Auch mit fragwürdigen Studien wird die öffentliche Diskussion rund um das Thema Fluglärm immer wieder unterfüttert. Zuletzt sorgte im Frühjahr 2010 die so genannte Greiser Studie für Unruhe.
Als tourismusfeindliches Spiel mit der Angst kritisierte der Bundesverband der Deutschen Tourismuswirtschaft die Vermarktung und Nutzung der Studienergebnisse. Nach Ansicht des BTW stehen die Ergebnisse, nach denen nächtlicher Lärm angeblich das Risiko für Herzkreislauferkrankungen erhöht, auf wissenschaftlich wackligen Füßen. Eine frühere Studie von Prof. Eberhard Greiser zur Korrelation zwischen Fluglärmbelastung und der Verordnungshäufigkeit von Arzneimitteln war in der wissenschaftlichen Beurteilung äußerst umstritten und konnte auch in Gerichtsverfahren nicht überzeugen. Umweltbundesamt und Vertreter der Grünen nutzten die Argumente der neuen Studie trotzdem zur Untermauerung ihrer Forderungen nach verstärktem Schallschutz und einer Reduzierung der Nachtflüge an deutschen Flughäfen.

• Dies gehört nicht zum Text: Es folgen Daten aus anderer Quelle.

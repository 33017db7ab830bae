use std::fmt;

use ed25519_dalek::SigningKey as Ed25519SigningKey;
use p256::ecdsa::{SigningKey as P256SigningKey, VerifyingKey as P256VerifyingKey};
use p384::ecdsa::{SigningKey as P384SigningKey, VerifyingKey as P384VerifyingKey};
use pkcs8::der::zeroize::Zeroizing;
use pkcs8::{DecodePrivateKey, EncodePrivateKey, PrivateKeyInfo};
use rsa::{RsaPrivateKey, RsaPublicKey, pkcs1::DecodeRsaPrivateKey};

use crate::error::{ConversionError, Result};

/// Supported key types for conversion operations.
pub enum KeyPair {
    Rsa {
        private: Box<RsaPrivateKey>,
        public: RsaPublicKey,
    },
    EcdsaP256 {
        signing_key: P256SigningKey,
        verifying_key: P256VerifyingKey,
    },
    EcdsaP384 {
        signing_key: P384SigningKey,
        verifying_key: P384VerifyingKey,
    },
    // p521 0.13 carries no pkcs8 trait impls on its ecdsa types, so this
    // variant holds the curve-level keys.
    EcdsaP521 {
        secret_key: p521::SecretKey,
        public_key: p521::PublicKey,
    },
    Ed25519 {
        signing_key: Ed25519SigningKey,
    },
}

impl KeyPair {
    /// Decodes a key pair from a DER-encoded PKCS#8 `PrivateKeyInfo` document.
    ///
    /// The algorithm identifier inside the document selects the concrete key
    /// type. Algorithms outside the supported set are rejected with
    /// [`ConversionError::UnsupportedAlgorithm`].
    pub fn from_pkcs8_der(der: &[u8]) -> Result<Self> {
        let info =
            PrivateKeyInfo::try_from(der).map_err(|e| ConversionError::KeyDecode(Box::new(e)))?;
        match info.algorithm.oid {
            const_oid::db::rfc5912::RSA_ENCRYPTION => {
                let private = RsaPrivateKey::from_pkcs8_der(der)
                    .map_err(|e| ConversionError::KeyDecode(Box::new(e)))?;
                let public = RsaPublicKey::from(&private);
                Ok(KeyPair::Rsa {
                    private: Box::new(private),
                    public,
                })
            }
            const_oid::db::rfc5912::ID_EC_PUBLIC_KEY => {
                let curve = info
                    .algorithm
                    .parameters_oid()
                    .map_err(|e| ConversionError::KeyDecode(Box::new(e)))?;
                match curve {
                    const_oid::db::rfc5912::SECP_256_R_1 => {
                        let secret = p256::SecretKey::from_pkcs8_der(der)
                            .map_err(|e| ConversionError::KeyDecode(Box::new(e)))?;
                        Ok(Self::from_p256_secret(secret))
                    }
                    const_oid::db::rfc5912::SECP_384_R_1 => {
                        let secret = p384::SecretKey::from_pkcs8_der(der)
                            .map_err(|e| ConversionError::KeyDecode(Box::new(e)))?;
                        Ok(Self::from_p384_secret(secret))
                    }
                    const_oid::db::rfc5912::SECP_521_R_1 => {
                        let secret = p521::SecretKey::from_pkcs8_der(der)
                            .map_err(|e| ConversionError::KeyDecode(Box::new(e)))?;
                        Ok(Self::from_p521_secret(secret))
                    }
                    other => Err(ConversionError::UnsupportedAlgorithm(other)),
                }
            }
            const_oid::db::rfc8410::ID_ED_25519 => {
                let signing_key = Ed25519SigningKey::from_pkcs8_der(der)
                    .map_err(|e| ConversionError::KeyDecode(Box::new(e)))?;
                Ok(KeyPair::Ed25519 { signing_key })
            }
            other => Err(ConversionError::UnsupportedAlgorithm(other)),
        }
    }

    /// Decodes an RSA key pair from a DER-encoded PKCS#1 `RSAPrivateKey`
    /// document.
    pub fn from_pkcs1_der(der: &[u8]) -> Result<Self> {
        let private = RsaPrivateKey::from_pkcs1_der(der)
            .map_err(|e| ConversionError::KeyDecode(Box::new(e)))?;
        let public = RsaPublicKey::from(&private);
        Ok(KeyPair::Rsa {
            private: Box::new(private),
            public,
        })
    }

    /// Decodes an ECDSA key pair from a DER-encoded SEC1 `ECPrivateKey`
    /// document, probing the supported curves in order.
    pub fn from_sec1_der(der: &[u8]) -> Result<Self> {
        if let Ok(secret) = p256::SecretKey::from_sec1_der(der) {
            return Ok(Self::from_p256_secret(secret));
        }
        if let Ok(secret) = p384::SecretKey::from_sec1_der(der) {
            return Ok(Self::from_p384_secret(secret));
        }
        match p521::SecretKey::from_sec1_der(der) {
            Ok(secret) => Ok(Self::from_p521_secret(secret)),
            Err(err) => Err(ConversionError::KeyDecode(Box::new(err))),
        }
    }

    /// Imports a key pair from a DER document of unknown encoding.
    ///
    /// Probes PKCS#8 first, then PKCS#1, then SEC1. A PKCS#8 document with an
    /// unsupported algorithm fails immediately rather than falling through to
    /// the other encodings.
    pub fn import_from_der(der: &[u8]) -> Result<Self> {
        match Self::from_pkcs8_der(der) {
            Ok(pair) => return Ok(pair),
            Err(err @ ConversionError::UnsupportedAlgorithm(_)) => return Err(err),
            Err(_) => {}
        }
        if let Ok(pair) = Self::from_pkcs1_der(der) {
            return Ok(pair);
        }
        Self::from_sec1_der(der)
    }

    /// The algorithm of this key pair.
    pub fn algorithm(&self) -> KeyAlgorithm {
        match self {
            KeyPair::Rsa { .. } => KeyAlgorithm::Rsa,
            KeyPair::EcdsaP256 { .. } => KeyAlgorithm::EcdsaP256,
            KeyPair::EcdsaP384 { .. } => KeyAlgorithm::EcdsaP384,
            KeyPair::EcdsaP521 { .. } => KeyAlgorithm::EcdsaP521,
            KeyPair::Ed25519 { .. } => KeyAlgorithm::Ed25519,
        }
    }

    /// Consumes the pair and returns its private half.
    pub fn into_private_key(self) -> PrivateKey {
        match self {
            KeyPair::Rsa { private, .. } => PrivateKey::Rsa(private),
            KeyPair::EcdsaP256 { signing_key, .. } => PrivateKey::EcdsaP256(signing_key),
            KeyPair::EcdsaP384 { signing_key, .. } => PrivateKey::EcdsaP384(signing_key),
            KeyPair::EcdsaP521 { secret_key, .. } => PrivateKey::EcdsaP521(secret_key),
            KeyPair::Ed25519 { signing_key } => PrivateKey::Ed25519(signing_key),
        }
    }

    fn from_p256_secret(secret: p256::SecretKey) -> Self {
        let signing_key = P256SigningKey::from(secret);
        let verifying_key = signing_key.verifying_key().to_owned();
        KeyPair::EcdsaP256 {
            signing_key,
            verifying_key,
        }
    }

    fn from_p384_secret(secret: p384::SecretKey) -> Self {
        let signing_key = P384SigningKey::from(secret);
        let verifying_key = signing_key.verifying_key().to_owned();
        KeyPair::EcdsaP384 {
            signing_key,
            verifying_key,
        }
    }

    fn from_p521_secret(secret: p521::SecretKey) -> Self {
        let public_key = secret.public_key();
        KeyPair::EcdsaP521 {
            secret_key: secret,
            public_key,
        }
    }
}

/// Identifies the algorithm of a converted key.
#[derive(Debug, Clone, Copy, PartialEq, Eq)]
pub enum KeyAlgorithm {
    /// RSA.
    Rsa,
    /// ECDSA over the NIST P-256 curve.
    EcdsaP256,
    /// ECDSA over the NIST P-384 curve.
    EcdsaP384,
    /// ECDSA over the NIST P-521 curve.
    EcdsaP521,
    /// Ed25519.
    Ed25519,
}

/// The private half of a converted key pair.
///
/// This is the handle returned by [`crate::convert::parse_private_key`],
/// wrapping each algorithm's native RustCrypto key type.
///
/// The `Debug` representation names the algorithm and omits all key material.
pub enum PrivateKey {
    /// An RSA private key.
    Rsa(Box<RsaPrivateKey>),
    /// An ECDSA P-256 signing key.
    EcdsaP256(P256SigningKey),
    /// An ECDSA P-384 signing key.
    EcdsaP384(P384SigningKey),
    /// An ECDSA P-521 secret key.
    EcdsaP521(p521::SecretKey),
    /// An Ed25519 signing key.
    Ed25519(Ed25519SigningKey),
}

impl PrivateKey {
    /// The algorithm of this key.
    pub fn algorithm(&self) -> KeyAlgorithm {
        match self {
            PrivateKey::Rsa(_) => KeyAlgorithm::Rsa,
            PrivateKey::EcdsaP256(_) => KeyAlgorithm::EcdsaP256,
            PrivateKey::EcdsaP384(_) => KeyAlgorithm::EcdsaP384,
            PrivateKey::EcdsaP521(_) => KeyAlgorithm::EcdsaP521,
            PrivateKey::Ed25519(_) => KeyAlgorithm::Ed25519,
        }
    }

    /// Encodes the key into a DER-encoded PKCS#8 `PrivateKeyInfo` document.
    ///
    /// # Returns
    /// A byte vector containing the DER-encoded key.
    pub fn to_pkcs8_der(&self) -> Result<Vec<u8>> {
        let document = match self {
            PrivateKey::Rsa(private) => private.to_pkcs8_der(),
            PrivateKey::EcdsaP256(signing_key) => signing_key.to_pkcs8_der(),
            PrivateKey::EcdsaP384(signing_key) => signing_key.to_pkcs8_der(),
            PrivateKey::EcdsaP521(secret_key) => secret_key.to_pkcs8_der(),
            PrivateKey::Ed25519(signing_key) => signing_key.to_pkcs8_der(),
        }
        .map_err(|e| ConversionError::Encode(Box::new(e)))?;
        Ok(document.as_bytes().to_vec())
    }

    /// Encodes the key into a PEM-armored PKCS#8 document.
    ///
    /// # Returns
    /// A string containing the PEM-encoded key. The buffer is zeroized on
    /// drop.
    pub fn to_pkcs8_pem(&self) -> Result<Zeroizing<String>> {
        match self {
            PrivateKey::Rsa(private) => private.to_pkcs8_pem(pkcs8::LineEnding::LF),
            PrivateKey::EcdsaP256(signing_key) => signing_key.to_pkcs8_pem(pkcs8::LineEnding::LF),
            PrivateKey::EcdsaP384(signing_key) => signing_key.to_pkcs8_pem(pkcs8::LineEnding::LF),
            PrivateKey::EcdsaP521(secret_key) => secret_key.to_pkcs8_pem(pkcs8::LineEnding::LF),
            PrivateKey::Ed25519(signing_key) => signing_key.to_pkcs8_pem(pkcs8::LineEnding::LF),
        }
        .map_err(|e| ConversionError::Encode(Box::new(e)))
    }
}

impl fmt::Debug for PrivateKey {
    fn fmt(&self, f: &mut fmt::Formatter<'_>) -> fmt::Result {
        f.debug_tuple("PrivateKey").field(&self.algorithm()).finish()
    }
}
use der::{Decode, Encode, EncodePem};
use sha2::{Digest, Sha256};
use time::OffsetDateTime;
use x509_cert::certificate::CertificateInner;
use x509_cert::name::Name;
use x509_cert::time::Time;

use crate::error::{ConversionError, Result};

/// Represents an X.509 certificate.
///
/// This is the handle returned by
/// [`crate::convert::parse_public_key_certificate`]. It wraps the decoded
/// certificate structure and provides accessors for the fields callers most
/// often inspect, plus methods to re-encode into DER or PEM.
#[derive(Debug, Clone)]
pub struct Certificate {
    /// The inner representation of the certificate.
    pub inner: CertificateInner,
}

impl Certificate {
    /// Decodes a certificate from a DER-encoded X.509 document.
    pub fn import_from_der(der: &[u8]) -> Result<Self> {
        let inner = CertificateInner::from_der(der).map_err(ConversionError::CertificateDecode)?;
        Ok(Certificate { inner })
    }

    /// Encodes the certificate into DER format.
    ///
    /// # Returns
    /// A byte vector containing the DER-encoded certificate.
    pub fn to_der(&self) -> Result<Vec<u8>> {
        self.inner
            .to_der()
            .map_err(|e| ConversionError::Encode(Box::new(e)))
    }

    /// Encodes the certificate into PEM format.
    ///
    /// # Returns
    /// A string containing the PEM-encoded certificate.
    pub fn to_pem(&self) -> Result<String> {
        self.inner
            .to_pem(pkcs8::LineEnding::LF)
            .map_err(|e| ConversionError::Encode(Box::new(e)))
    }

    /// The subject distinguished name.
    pub fn subject(&self) -> &Name {
        &self.inner.tbs_certificate.subject
    }

    /// The issuer distinguished name.
    pub fn issuer(&self) -> &Name {
        &self.inner.tbs_certificate.issuer
    }

    /// The common name attribute of the subject, if present.
    pub fn subject_common_name(&self) -> Option<String> {
        common_name(self.subject())
    }

    /// The common name attribute of the issuer, if present.
    pub fn issuer_common_name(&self) -> Option<String> {
        common_name(self.issuer())
    }

    /// The certificate serial number as big-endian bytes.
    pub fn serial_number(&self) -> &[u8] {
        self.inner.tbs_certificate.serial_number.as_bytes()
    }

    /// The start of the certificate's validity period.
    pub fn not_before(&self) -> OffsetDateTime {
        match &self.inner.tbs_certificate.validity.not_before {
            Time::UtcTime(ut) => OffsetDateTime::from(ut.to_system_time()),
            Time::GeneralTime(gt) => OffsetDateTime::from(gt.to_system_time()),
        }
    }

    /// The end of the certificate's validity period.
    pub fn not_after(&self) -> OffsetDateTime {
        match &self.inner.tbs_certificate.validity.not_after {
            Time::UtcTime(ut) => OffsetDateTime::from(ut.to_system_time()),
            Time::GeneralTime(gt) => OffsetDateTime::from(gt.to_system_time()),
        }
    }

    /// Computes the SHA-256 fingerprint over the DER encoding.
    pub fn fingerprint_sha256(&self) -> Result<[u8; 32]> {
        Ok(Sha256::digest(self.to_der()?).into())
    }
}

/// Extracts the common name attribute from a distinguished name.
fn common_name(name: &Name) -> Option<String> {
    for rdn in name.0.iter() {
        for attr in rdn.0.iter() {
            if attr.oid.to_string() == "2.5.4.3" {
                // Common Name OID
                if let Ok(s) = attr.value.decode_as::<String>() {
                    return Some(s);
                }
                if let Ok(s) = attr.value.decode_as::<der::asn1::PrintableStringRef<'_>>() {
                    return Some(s.as_str().to_owned());
                }
            }
        }
    }
    None
}
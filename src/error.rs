use thiserror::Error;

/// Convenience alias for results returned by this crate.
pub type Result<T> = std::result::Result<T, ConversionError>;

/// Represents errors that can occur while converting PEM text into
/// cryptographic objects.
///
/// Every variant that wraps an underlying failure keeps it as a source, so
/// callers can walk `std::error::Error::source` to reach the root cause.
#[derive(Debug, Error)]
pub enum ConversionError {
    /// The input text is not a well-formed PEM envelope.
    #[error("Failed to decode PEM envelope")]
    PemEnvelope(#[source] pem::PemError),

    /// The envelope label does not name an object kind this crate converts.
    #[error("Unrecognized PEM label: {0}")]
    UnrecognizedLabel(String),

    /// The key algorithm identified inside the document is not supported.
    #[error("Unsupported key algorithm: {0}")]
    UnsupportedAlgorithm(const_oid::ObjectIdentifier),

    /// The DER payload could not be decoded as a private key.
    #[error("Failed to decode private key")]
    KeyDecode(#[source] Box<dyn std::error::Error + Send + Sync>),

    /// The DER payload could not be decoded as an X.509 certificate.
    #[error("Failed to decode certificate")]
    CertificateDecode(#[source] der::Error),

    /// Error during data encoding.
    #[error("Failed to encode data")]
    Encode(#[source] Box<dyn std::error::Error + Send + Sync>),
}

impl From<pem::PemError> for ConversionError {
    /// Converts a `pem::PemError` into a `ConversionError`.
    fn from(err: pem::PemError) -> Self {
        ConversionError::PemEnvelope(err)
    }
}
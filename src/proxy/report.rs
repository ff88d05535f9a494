//! Latency tiers and the colored progress lines shown for each probe

use crate::proxy::models::{FailureReason, ProbeOutcome};
use crate::proxy::results::RunResult;
use colored::{Color, Colorize};
use std::fmt;

/// Default latency threshold in milliseconds
pub const DEFAULT_THRESHOLD_MS: f64 = 1000.0;

/// Classification bucket of a probe outcome
#[derive(Debug, Clone, Copy, PartialEq, Eq, Hash)]
pub enum Tier {
    Fast,
    Normal,
    Slow,
    NotWorking,
}

impl Tier {
    pub fn label(&self) -> &'static str {
        match self {
            Tier::Fast => "working, and fast",
            Tier::Normal => "working, normal speed",
            Tier::Slow => "working, but slow",
            Tier::NotWorking => "not working",
        }
    }

    pub fn color(&self) -> Color {
        match self {
            Tier::Fast => Color::Green,
            Tier::Normal => Color::Cyan,
            Tier::Slow => Color::Yellow,
            Tier::NotWorking => Color::Red,
        }
    }

    /// Tier of a successful probe: fast below half the threshold, slow at or above it
    pub fn for_latency(latency_ms: f64, threshold_ms: f64) -> Self {
        if latency_ms < threshold_ms / 2.0 {
            Tier::Fast
        } else if latency_ms < threshold_ms {
            Tier::Normal
        } else {
            Tier::Slow
        }
    }
}

impl fmt::Display for Tier {
    fn fmt(&self, f: &mut fmt::Formatter<'_>) -> fmt::Result {
        write!(f, "{}", self.label())
    }
}

/// Tier plus the detail shown next to it
#[derive(Debug, Clone, PartialEq)]
pub struct Classification {
    pub tier: Tier,
    pub message: String,
    pub reason: Option<FailureReason>,
}

impl Classification {
    /// `<line>: <colored label> (<message>)`
    pub fn render(&self, line: &str) -> String {
        format!(
            "{}: {} ({})",
            line,
            self.tier.label().color(self.tier.color()),
            self.message
        )
    }
}

pub fn classify(outcome: &ProbeOutcome, threshold_ms: f64) -> Classification {
    match outcome {
        ProbeOutcome::Success { latency_ms } => Classification {
            tier: Tier::for_latency(*latency_ms, threshold_ms),
            message: format!("Speed: {:.2} ms", latency_ms),
            reason: None,
        },
        ProbeOutcome::Failure { reason } => Classification {
            tier: Tier::NotWorking,
            message: reason.to_string(),
            reason: Some(*reason),
        },
    }
}

/// Per-tier counts of a finished run
#[derive(Debug, Clone, Copy, Default, PartialEq, Eq)]
pub struct RunSummary {
    pub total: usize,
    pub fast: usize,
    pub normal: usize,
    pub slow: usize,
    pub not_working: usize,
}

impl RunSummary {
    pub fn from_run(run: &RunResult, threshold_ms: f64) -> Self {
        let mut summary = RunSummary::default();
        for report in run.reports() {
            summary.total += 1;
            match classify(&report.outcome, threshold_ms).tier {
                Tier::Fast => summary.fast += 1,
                Tier::Normal => summary.normal += 1,
                Tier::Slow => summary.slow += 1,
                Tier::NotWorking => summary.not_working += 1,
            }
        }
        summary
    }

    pub fn working(&self) -> usize {
        self.fast + self.normal + self.slow
    }
}

impl fmt::Display for RunSummary {
    fn fmt(&self, f: &mut fmt::Formatter<'_>) -> fmt::Result {
        write!(
            f,
            "Results: {} working ({} fast, {} normal, {} slow), {} not working",
            self.working(),
            self.fast,
            self.normal,
            self.slow,
            self.not_working
        )
    }
}

#[cfg(test)]
mod tests {
    use super::*;
    use crate::proxy::models::ProbeReport;

    const THRESHOLD: f64 = 1000.0;

    fn tier_of(latency_ms: f64) -> Tier {
        classify(&ProbeOutcome::success(latency_ms), THRESHOLD).tier
    }

    #[test]
    fn test_tier_boundaries() {
        assert_eq!(tier_of(0.0), Tier::Fast);
        assert_eq!(tier_of(499.999), Tier::Fast);
        assert_eq!(tier_of(500.0), Tier::Normal);
        assert_eq!(tier_of(999.999), Tier::Normal);
        assert_eq!(tier_of(1000.0), Tier::Slow);
        assert_eq!(tier_of(25_000.0), Tier::Slow);
    }

    #[test]
    fn test_failure_is_not_working() {
        let classification = classify(
            &ProbeOutcome::failure(FailureReason::HttpStatus(403)),
            THRESHOLD,
        );
        assert_eq!(classification.tier, Tier::NotWorking);
        assert_eq!(classification.message, "HTTP 403");
        assert_eq!(classification.reason, Some(FailureReason::HttpStatus(403)));
    }

    #[test]
    fn test_success_message() {
        let classification = classify(&ProbeOutcome::success(123.456), THRESHOLD);
        assert_eq!(classification.message, "Speed: 123.46 ms");
        assert!(classification.reason.is_none());
    }

    #[test]
    fn test_render_line() {
        colored::control::set_override(false);
        let classification = classify(&ProbeOutcome::success(300.0), THRESHOLD);
        assert_eq!(
            classification.render("http://1.2.3.4:8080"),
            "http://1.2.3.4:8080: working, and fast (Speed: 300.00 ms)"
        );

        let classification = classify(&ProbeOutcome::failure(FailureReason::BadFormat), THRESHOLD);
        assert_eq!(
            classification.render("bad-line"),
            "bad-line: not working (Invalid format)"
        );
    }

    #[test]
    fn test_run_summary() {
        let run: RunResult = vec![
            ProbeReport::new("a:1".to_string(), ProbeOutcome::success(100.0)),
            ProbeReport::new("b:1".to_string(), ProbeOutcome::success(700.0)),
            ProbeReport::new("c:1".to_string(), ProbeOutcome::success(1500.0)),
            ProbeReport::new(
                "d:1".to_string(),
                ProbeOutcome::failure(FailureReason::Timeout),
            ),
        ]
        .into_iter()
        .collect();

        let summary = RunSummary::from_run(&run, THRESHOLD);
        assert_eq!(
            summary,
            RunSummary {
                total: 4,
                fast: 1,
                normal: 1,
                slow: 1,
                not_working: 1,
            }
        );
        assert_eq!(
            summary.to_string(),
            "Results: 3 working (1 fast, 1 normal, 1 slow), 1 not working"
        );
    }
}
//! Collected outcome of a full proxy check run

use crate::proxy::models::ProbeReport;

/// Every report of a run in completion order, plus the lines that worked
#[derive(Debug, Clone, Default)]
pub struct RunResult {
    reports: Vec<ProbeReport>,
    working: Vec<String>,
}

impl RunResult {
    pub fn new() -> Self {
        Self::default()
    }

    /// Fold a completed probe into the run
    pub fn record(&mut self, report: ProbeReport) {
        if report.is_working() {
            self.working.push(report.line.clone());
        }
        self.reports.push(report);
    }

    pub fn reports(&self) -> &[ProbeReport] {
        &self.reports
    }

    /// Raw lines of working proxies, in completion order, duplicates kept
    pub fn working(&self) -> &[String] {
        &self.working
    }

    pub fn into_working(self) -> Vec<String> {
        self.working
    }

    pub fn len(&self) -> usize {
        self.reports.len()
    }

    pub fn is_empty(&self) -> bool {
        self.reports.is_empty()
    }
}

impl FromIterator<ProbeReport> for RunResult {
    fn from_iter<I: IntoIterator<Item = ProbeReport>>(iter: I) -> Self {
        let mut run = RunResult::new();
        for report in iter {
            run.record(report);
        }
        run
    }
}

Dabei sind die Verkehrsflugzeuge in den vergangenen 30 Jahren um durchschnittlich 70 Prozent leiser geworden. Zudem stehen den Flughafenanwohnern bereits heute wirkungsvolle Schallschutzmaßnahmen zu. So hat die deutsche Luftverkehrswirtschaft in den vergangenen Jahrzehnten über 470 Millionen Euro in passive Schallschutzmaßnahmen wie Schallschutzfenster oder Lüfter investiert. Die großen deutschen Flughäfen brauchten Nachtflüge, um international wettbewerbsfähig zu bleiben, wie auch das Flughafenkonzept der Bundesregierung betont. Und weitere finanzielle Belastungen durch noch stärkere Lärmschutzerfordernisse sind aus Sicht der Tourismuswirtschaft völlig unverhältnismäßig.